Washington psychonauts will have to wait at least another year before therapy using psychedelic mushrooms is broadly legalized in the Evergreen state, but legislators could still approve a small pilot program to give veterans and first responders early access to the treatment.
During the 2022 legislative session, Sen. Jesse Salomon, D-Shoreline, originally sponsored a bill modeled after Oregon’s Measure 109, which created a framework for mental health practitioners or “guides” to lead people on psychedelic trips after ingesting psilocybin. Oregon became the first state to allow adult use of psilocybin on Jan. 1.
The hallucinogenic compound naturally occurs in many species of mushrooms that grow in the Northwest and other regions around the world. When ingested, it produces powerful effects from changes in vision, thoughts and emotions.
Research has rekindled in the past few years on psilocybin’s ability to treat a slew of mental illnesses, including PTSD, anxiety, depression, anorexia and smoking cessation. Many of the trials have been small in size but with positive results. The substance remains illegal at a federal level, though some researchers believe the Food and Drug Administration might some day approve the use of psychedelics in clinical settings.
Salomon’s bill that would have allowed Washington residents to ingest the drug at certified facilities with mental health guides ultimately failed. However, another version, SB 5263, was reborn during this year’s session and has eked through part of the state Legislature — just not as expected.

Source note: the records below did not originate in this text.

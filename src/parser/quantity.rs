//! Quantity extraction
//!
//! Pulls a serving multiplier out of a food phrase and returns what is left.

use std::sync::LazyLock;

use regex::Regex;

use super::segment::{collapse_whitespace, word_set_regex};

/// Quantity used when a phrase carries no number
pub const DEFAULT_QUANTITY: f64 = 1.0;

/// Digits, decimals or a simple fraction, captured as one group
pub(crate) const NUMBER: &str = r"(\d+/\d+|\d+(?:\.\d+)?)";

/// Numeric patterns in priority order. The unit only gates the match; it is
/// not an extra scaling factor.
static NUMERIC_PATTERNS: LazyLock<Vec<Regex>> = LazyLock::new(|| {
    [
        r"\b{N}\s*cups?\b",
        r"\b{N}\s*glass(?:es)?\b",
        r"\b{N}\s*pieces?\b",
        r"\b{N}\s*slices?\b",
        r"\b{N}\s*(?:oz|ounces?)\b",
        r"\b{N}\b",
    ]
    .iter()
    .filter_map(|pattern| Regex::new(&pattern.replace("{N}", NUMBER)).ok())
    .collect()
});

static NUMBER_WORDS: &[(&str, f64)] = &[
    ("one", 1.0),
    ("two", 2.0),
    ("three", 3.0),
    ("four", 4.0),
    ("five", 5.0),
    ("six", 6.0),
    ("seven", 7.0),
    ("eight", 8.0),
    ("nine", 9.0),
    ("ten", 10.0),
    ("a", 1.0),
    ("an", 1.0),
    ("half", 0.5),
    ("quarter", 0.25),
];

static NUMBER_WORD_PATTERN: LazyLock<Option<Regex>> = LazyLock::new(|| {
    let words: Vec<&str> = NUMBER_WORDS.iter().map(|(word, _)| *word).collect();
    word_set_regex(&words)
});

/// Extract `(quantity, residual)` from a food phrase.
///
/// Digits (including decimals and simple fractions) win over number words;
/// among number words the earliest one in the text is used. With neither,
/// the quantity is 1.0 and the text comes back trimmed.
pub fn extract_quantity(fragment: &str) -> (f64, String) {
    let text = fragment.trim();

    for pattern in NUMERIC_PATTERNS.iter() {
        if let Some(caps) = pattern.captures(text) {
            let (Some(whole), Some(number)) = (caps.get(0), caps.get(1)) else {
                continue;
            };
            let residual = remove_range(text, whole.start(), whole.end());
            let quantity = parse_number(number.as_str())
                .filter(|q| q.is_finite() && *q > 0.0)
                .unwrap_or(DEFAULT_QUANTITY);
            return (quantity, residual);
        }
    }

    if let Some(re) = NUMBER_WORD_PATTERN.as_ref() {
        if let Some(m) = re.find(text) {
            let quantity = NUMBER_WORDS
                .iter()
                .find(|(word, _)| *word == m.as_str())
                .map(|(_, value)| *value)
                .unwrap_or(DEFAULT_QUANTITY);
            return (quantity, remove_range(text, m.start(), m.end()));
        }
    }

    (DEFAULT_QUANTITY, text.to_string())
}

/// Compile "<number> <unit>" with the number anchored at a word start, so
/// "1/2 mile" captures "1/2" rather than the denominator
pub(crate) fn number_with_unit(unit: &str) -> Option<Regex> {
    Regex::new(&format!(r"\b{}\s*{}", NUMBER, unit)).ok()
}

/// Parse "2", "1.5" or "1/2"
pub(crate) fn parse_number(s: &str) -> Option<f64> {
    match s.split_once('/') {
        Some((num, den)) => {
            let num: f64 = num.parse().ok()?;
            let den: f64 = den.parse().ok()?;
            if den == 0.0 {
                None
            } else {
                Some(num / den)
            }
        }
        None => s.parse().ok(),
    }
}

fn remove_range(text: &str, start: usize, end: usize) -> String {
    collapse_whitespace(&format!("{} {}", &text[..start], &text[end..]))
}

The bill, which passed the Senate and more recently, the House Committee on Health Care and Wellness on Wednesday, is mainly dedicated to research but a newly amended version also includes a pilot program that would allow first responders and veterans early access to the drug through the University of Washington’s department of psychiatry and behavioral sciences.
“It’s got a pretty good initial stamp of approval in the House and [Rep. Nicole Macri, D-Seattle] made it a stronger bill by adding a pilot,” Salomon said. “So you can draw some implication from that, but it’s not across the finish line.”
If passed, participants in the pilot study would have to be 21 and older, and have experienced substance use disorder, depression or anxiety, or post-traumatic stress disorder. They would also have to pass an initial assessment before being accepted into the program. (Psychedelics are not recommended for people with more severe forms of mental illness such as schizophrenia because their symptoms can be exacerbated.) The pilot program would need to be implemented no later than Jan. 1, 2025.
The bill would also create three separate collaborations. One would be a Psilocybin Advisory Board through the Department of Health that would advise and share recommendations with the state’s Liquor and Cannabis Board as well as the state Department of Agriculture.
A separate work group among those three agencies would also develop a regulatory framework, essentially a blueprint that Washington could use in the future if psilocybin legalization were to pass locally.
The Health Care Authority would also be tasked with delivering a final report to the governor and legislature by the end of this year that includes much of that information. An initial report published by the HCA was submitted to the Legislature late last year.
The bill heads next to the House Appropriations Committee and ultimately would need to be signed by Gov. Jay Inslee. His office declined to comment on the proposed legislation, though it had a part in winnowing down the original bill that would have created a statewide infrastructure for therapeutic use.
“The bill as proposed would create a system for regulation and use of psilocybin that is not supported by the available scientific and medical evidence,” reads an email that Samantha Pskowski, Inslee’s policy adviser for public health, sent to Salomon in early February.
Officials state research is limited and the bill puts the “health and safety of Washingtonians at risk.”
House Speaker Laurie Jinkins, D-Tacoma, told The Seattle Times that while she understands the interest in psilocybin, she thinks the pilot program is the best step at this time.
“I’ve just seen recently some real critiques of the national research, too,” she said “I think it’s a worthwhile idea to start small and then to apply some research standards to it.”
Dr. Anthony Back, a researcher at UW who is working on a trial about psychedelic-assisted therapies’ ability to support health care workers with burnout, testified in favor of the original bill earlier this session.
The UW declined to comment further about their potential participation in the program, but Back shared with legislators: “I think waiting for three years or waiting for more years, is not doing justice to the mental health crisis that I’m seeing now.”